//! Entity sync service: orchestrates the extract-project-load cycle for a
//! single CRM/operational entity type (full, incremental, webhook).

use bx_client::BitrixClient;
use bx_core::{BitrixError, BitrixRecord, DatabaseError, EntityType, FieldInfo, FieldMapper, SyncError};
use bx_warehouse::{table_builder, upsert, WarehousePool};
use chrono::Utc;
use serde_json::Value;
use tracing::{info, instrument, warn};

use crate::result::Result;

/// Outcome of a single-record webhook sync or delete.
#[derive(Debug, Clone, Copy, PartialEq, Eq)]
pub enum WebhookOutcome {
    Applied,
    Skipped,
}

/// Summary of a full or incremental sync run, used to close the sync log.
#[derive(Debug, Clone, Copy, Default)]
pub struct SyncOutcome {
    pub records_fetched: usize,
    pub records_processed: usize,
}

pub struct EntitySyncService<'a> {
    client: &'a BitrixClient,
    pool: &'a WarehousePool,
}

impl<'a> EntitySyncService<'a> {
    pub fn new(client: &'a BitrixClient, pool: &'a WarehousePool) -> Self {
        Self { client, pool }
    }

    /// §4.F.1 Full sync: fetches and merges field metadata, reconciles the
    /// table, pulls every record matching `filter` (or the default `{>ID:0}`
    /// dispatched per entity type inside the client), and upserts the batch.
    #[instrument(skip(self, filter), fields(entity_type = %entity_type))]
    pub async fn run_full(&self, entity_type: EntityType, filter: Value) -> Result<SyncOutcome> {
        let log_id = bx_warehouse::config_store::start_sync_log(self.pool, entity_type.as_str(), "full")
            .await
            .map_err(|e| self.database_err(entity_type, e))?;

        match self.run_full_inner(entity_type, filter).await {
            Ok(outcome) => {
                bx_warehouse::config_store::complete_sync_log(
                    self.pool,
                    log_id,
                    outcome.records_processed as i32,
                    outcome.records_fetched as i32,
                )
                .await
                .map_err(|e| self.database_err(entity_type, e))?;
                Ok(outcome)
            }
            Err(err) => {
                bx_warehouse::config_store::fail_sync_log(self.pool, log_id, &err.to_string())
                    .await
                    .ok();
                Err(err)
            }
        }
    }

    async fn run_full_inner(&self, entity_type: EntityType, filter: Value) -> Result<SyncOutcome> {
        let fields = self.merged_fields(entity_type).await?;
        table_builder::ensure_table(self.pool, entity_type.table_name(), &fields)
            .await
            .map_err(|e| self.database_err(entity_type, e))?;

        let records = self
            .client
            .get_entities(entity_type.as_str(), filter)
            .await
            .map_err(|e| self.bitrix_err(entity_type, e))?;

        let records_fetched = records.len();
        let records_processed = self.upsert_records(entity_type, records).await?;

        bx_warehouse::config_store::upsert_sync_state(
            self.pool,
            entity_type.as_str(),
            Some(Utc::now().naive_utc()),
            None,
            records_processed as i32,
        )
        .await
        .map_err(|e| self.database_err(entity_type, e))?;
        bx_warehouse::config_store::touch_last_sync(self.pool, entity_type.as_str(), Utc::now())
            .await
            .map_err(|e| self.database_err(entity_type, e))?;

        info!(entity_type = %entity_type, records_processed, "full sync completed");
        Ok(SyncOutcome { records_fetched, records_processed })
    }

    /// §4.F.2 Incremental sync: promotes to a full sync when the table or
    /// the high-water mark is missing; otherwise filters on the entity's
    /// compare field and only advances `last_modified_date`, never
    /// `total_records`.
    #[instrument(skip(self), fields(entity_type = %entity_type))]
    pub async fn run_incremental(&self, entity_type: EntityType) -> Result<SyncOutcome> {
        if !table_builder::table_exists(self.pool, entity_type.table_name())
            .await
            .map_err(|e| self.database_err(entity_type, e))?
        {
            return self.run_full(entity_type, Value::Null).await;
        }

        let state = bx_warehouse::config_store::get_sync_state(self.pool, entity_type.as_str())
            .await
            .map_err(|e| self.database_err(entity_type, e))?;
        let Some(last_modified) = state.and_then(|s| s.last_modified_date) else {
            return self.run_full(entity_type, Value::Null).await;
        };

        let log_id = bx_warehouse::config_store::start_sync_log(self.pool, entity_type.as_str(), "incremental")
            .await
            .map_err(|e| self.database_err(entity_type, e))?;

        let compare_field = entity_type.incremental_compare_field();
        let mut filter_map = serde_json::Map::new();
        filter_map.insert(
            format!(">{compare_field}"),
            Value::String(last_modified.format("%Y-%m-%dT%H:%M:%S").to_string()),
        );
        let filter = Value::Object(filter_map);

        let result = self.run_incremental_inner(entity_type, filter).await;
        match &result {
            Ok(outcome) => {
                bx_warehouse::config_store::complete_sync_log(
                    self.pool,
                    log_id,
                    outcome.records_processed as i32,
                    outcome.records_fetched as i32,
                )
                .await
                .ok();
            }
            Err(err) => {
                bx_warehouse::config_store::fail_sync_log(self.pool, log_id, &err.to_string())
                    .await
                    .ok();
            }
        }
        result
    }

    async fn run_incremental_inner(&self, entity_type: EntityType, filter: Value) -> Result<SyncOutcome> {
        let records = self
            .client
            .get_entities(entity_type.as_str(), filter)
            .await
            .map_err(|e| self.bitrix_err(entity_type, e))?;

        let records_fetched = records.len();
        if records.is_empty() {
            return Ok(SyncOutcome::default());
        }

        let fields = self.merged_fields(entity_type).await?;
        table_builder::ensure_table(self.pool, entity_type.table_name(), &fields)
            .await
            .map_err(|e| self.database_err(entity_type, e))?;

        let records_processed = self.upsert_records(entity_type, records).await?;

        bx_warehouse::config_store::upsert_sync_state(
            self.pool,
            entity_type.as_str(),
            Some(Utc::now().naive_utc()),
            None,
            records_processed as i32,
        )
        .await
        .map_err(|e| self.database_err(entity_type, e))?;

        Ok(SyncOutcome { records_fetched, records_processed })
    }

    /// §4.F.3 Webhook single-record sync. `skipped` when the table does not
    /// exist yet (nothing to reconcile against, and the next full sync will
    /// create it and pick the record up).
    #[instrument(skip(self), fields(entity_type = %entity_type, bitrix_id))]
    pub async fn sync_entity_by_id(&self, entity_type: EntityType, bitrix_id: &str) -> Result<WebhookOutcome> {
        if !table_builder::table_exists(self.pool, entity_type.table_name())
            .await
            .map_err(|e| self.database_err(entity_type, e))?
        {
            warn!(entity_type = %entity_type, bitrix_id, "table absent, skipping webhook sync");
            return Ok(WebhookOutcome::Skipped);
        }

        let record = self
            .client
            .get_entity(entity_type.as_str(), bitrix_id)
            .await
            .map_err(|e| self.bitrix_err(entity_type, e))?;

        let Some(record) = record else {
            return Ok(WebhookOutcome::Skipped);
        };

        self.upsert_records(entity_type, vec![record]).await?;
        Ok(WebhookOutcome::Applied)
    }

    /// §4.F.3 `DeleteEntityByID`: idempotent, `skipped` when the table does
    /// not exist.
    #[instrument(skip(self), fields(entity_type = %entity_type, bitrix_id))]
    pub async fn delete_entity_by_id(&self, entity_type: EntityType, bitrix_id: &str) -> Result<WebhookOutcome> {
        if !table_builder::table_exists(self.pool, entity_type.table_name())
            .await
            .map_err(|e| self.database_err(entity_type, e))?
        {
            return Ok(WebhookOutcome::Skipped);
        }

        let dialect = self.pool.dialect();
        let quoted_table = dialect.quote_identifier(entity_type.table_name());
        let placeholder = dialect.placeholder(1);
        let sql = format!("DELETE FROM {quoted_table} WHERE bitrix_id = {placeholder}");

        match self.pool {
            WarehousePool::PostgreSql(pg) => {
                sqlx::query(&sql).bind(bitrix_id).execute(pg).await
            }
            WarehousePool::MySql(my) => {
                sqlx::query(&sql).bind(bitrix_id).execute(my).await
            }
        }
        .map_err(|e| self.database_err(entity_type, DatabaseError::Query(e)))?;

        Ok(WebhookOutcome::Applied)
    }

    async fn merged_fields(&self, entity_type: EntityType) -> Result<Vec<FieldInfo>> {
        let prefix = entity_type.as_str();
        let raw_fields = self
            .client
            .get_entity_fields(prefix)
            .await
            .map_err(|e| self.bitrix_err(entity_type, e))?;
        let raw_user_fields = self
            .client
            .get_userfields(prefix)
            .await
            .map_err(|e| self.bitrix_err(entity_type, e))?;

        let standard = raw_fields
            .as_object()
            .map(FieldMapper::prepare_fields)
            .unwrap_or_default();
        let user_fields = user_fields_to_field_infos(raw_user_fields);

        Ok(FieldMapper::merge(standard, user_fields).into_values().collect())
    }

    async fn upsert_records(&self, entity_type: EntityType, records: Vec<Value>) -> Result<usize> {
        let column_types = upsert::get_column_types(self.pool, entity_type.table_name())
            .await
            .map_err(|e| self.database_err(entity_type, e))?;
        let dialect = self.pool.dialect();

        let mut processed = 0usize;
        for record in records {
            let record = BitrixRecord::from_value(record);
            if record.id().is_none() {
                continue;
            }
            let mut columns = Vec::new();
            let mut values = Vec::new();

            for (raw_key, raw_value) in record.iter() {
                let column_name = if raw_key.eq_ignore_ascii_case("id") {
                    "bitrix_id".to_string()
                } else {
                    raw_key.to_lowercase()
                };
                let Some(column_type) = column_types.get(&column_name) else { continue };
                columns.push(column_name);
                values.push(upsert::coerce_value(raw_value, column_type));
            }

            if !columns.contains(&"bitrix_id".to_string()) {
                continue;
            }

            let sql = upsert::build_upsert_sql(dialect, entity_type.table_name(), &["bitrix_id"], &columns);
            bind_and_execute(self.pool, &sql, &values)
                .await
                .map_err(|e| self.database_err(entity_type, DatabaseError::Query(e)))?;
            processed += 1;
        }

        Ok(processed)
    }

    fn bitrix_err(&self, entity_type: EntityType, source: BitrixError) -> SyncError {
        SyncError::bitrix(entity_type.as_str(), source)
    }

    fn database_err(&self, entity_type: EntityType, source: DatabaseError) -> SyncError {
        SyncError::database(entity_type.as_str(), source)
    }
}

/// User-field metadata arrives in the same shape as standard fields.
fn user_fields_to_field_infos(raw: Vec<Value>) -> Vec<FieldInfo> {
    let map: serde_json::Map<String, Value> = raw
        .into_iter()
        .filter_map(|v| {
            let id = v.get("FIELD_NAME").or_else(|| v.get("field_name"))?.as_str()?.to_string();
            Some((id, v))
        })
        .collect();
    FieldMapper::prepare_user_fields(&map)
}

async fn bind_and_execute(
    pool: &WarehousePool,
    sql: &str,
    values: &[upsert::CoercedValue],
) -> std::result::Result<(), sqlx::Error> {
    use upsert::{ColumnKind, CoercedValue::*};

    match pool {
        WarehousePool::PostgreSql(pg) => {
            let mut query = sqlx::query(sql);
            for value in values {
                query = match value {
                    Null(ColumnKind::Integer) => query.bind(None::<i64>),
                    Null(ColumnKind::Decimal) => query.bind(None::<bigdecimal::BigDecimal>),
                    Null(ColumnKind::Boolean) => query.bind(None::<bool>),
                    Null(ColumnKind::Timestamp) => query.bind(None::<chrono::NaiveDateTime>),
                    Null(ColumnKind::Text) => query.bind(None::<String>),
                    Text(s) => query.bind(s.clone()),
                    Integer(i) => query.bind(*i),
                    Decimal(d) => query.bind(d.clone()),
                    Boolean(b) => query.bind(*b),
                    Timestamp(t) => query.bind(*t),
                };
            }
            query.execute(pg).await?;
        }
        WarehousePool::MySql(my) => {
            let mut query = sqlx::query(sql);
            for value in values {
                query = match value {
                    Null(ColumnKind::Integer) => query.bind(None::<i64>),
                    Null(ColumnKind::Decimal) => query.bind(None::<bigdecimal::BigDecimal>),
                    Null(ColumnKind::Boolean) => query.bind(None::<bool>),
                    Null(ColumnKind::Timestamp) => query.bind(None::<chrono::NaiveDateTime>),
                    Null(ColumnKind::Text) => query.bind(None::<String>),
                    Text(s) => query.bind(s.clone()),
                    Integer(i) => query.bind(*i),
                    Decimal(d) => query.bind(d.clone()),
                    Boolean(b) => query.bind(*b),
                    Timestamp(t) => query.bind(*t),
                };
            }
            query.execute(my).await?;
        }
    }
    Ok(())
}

**Exercise**
Taking each line of the material above in turn, count those containing the string "EntitySyncService". State the number alone.

**Answer to this problem**
2